*** Extracted entries ***

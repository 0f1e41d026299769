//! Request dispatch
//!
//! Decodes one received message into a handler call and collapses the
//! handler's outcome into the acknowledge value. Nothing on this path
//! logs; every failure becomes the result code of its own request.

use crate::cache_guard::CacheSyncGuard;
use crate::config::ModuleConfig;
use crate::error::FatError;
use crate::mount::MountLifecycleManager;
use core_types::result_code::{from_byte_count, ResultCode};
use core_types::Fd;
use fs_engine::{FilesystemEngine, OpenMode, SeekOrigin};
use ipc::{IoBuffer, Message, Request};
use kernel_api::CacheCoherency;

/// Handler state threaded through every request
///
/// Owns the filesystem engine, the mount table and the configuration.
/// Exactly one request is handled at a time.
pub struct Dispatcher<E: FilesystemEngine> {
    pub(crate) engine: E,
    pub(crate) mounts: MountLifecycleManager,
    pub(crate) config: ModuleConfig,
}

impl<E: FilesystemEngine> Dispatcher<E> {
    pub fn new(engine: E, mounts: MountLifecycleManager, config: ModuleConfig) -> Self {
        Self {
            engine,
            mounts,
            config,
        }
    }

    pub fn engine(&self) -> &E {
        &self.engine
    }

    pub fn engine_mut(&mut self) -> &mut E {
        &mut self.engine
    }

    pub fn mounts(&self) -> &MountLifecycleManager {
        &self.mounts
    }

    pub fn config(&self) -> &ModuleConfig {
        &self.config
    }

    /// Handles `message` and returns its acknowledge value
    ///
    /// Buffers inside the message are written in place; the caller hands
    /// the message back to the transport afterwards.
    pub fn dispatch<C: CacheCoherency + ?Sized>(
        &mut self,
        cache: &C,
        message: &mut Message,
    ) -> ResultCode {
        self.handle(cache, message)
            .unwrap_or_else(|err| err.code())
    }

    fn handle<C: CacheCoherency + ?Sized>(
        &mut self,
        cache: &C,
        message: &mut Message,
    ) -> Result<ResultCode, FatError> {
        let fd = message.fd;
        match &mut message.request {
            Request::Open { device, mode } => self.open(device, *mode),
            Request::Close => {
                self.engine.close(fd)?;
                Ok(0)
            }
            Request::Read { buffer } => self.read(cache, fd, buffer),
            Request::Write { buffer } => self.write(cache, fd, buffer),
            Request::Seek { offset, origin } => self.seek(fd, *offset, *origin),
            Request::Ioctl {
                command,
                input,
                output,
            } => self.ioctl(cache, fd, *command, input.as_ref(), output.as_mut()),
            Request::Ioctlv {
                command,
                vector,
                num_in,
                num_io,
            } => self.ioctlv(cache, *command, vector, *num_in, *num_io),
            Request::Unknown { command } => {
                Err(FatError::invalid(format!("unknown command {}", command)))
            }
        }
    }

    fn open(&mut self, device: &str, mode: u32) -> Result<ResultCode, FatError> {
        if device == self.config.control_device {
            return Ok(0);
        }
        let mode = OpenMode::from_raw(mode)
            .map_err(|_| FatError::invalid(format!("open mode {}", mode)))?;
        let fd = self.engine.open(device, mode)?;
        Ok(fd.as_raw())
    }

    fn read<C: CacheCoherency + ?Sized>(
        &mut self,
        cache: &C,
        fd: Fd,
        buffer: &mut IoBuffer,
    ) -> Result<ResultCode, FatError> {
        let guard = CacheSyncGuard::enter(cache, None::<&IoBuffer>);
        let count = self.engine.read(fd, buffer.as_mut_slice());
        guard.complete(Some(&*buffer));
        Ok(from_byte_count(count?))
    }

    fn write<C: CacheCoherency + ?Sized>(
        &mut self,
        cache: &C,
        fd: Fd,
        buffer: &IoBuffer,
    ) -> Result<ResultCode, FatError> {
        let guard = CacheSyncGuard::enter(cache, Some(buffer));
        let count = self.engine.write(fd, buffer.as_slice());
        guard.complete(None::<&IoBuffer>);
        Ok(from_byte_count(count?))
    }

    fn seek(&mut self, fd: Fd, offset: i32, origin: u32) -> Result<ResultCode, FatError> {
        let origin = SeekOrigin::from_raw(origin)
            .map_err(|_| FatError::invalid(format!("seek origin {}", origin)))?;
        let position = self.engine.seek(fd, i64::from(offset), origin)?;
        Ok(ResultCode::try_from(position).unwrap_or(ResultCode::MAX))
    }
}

*** End of Extracted entries ***

→ **Your assignment**: Scan the records for the word "vector" and copy every line where it is found.

→ **Exercise output**:
                vector,
            } => self.ioctlv(cache, *command, vector, *num_in, *num_io),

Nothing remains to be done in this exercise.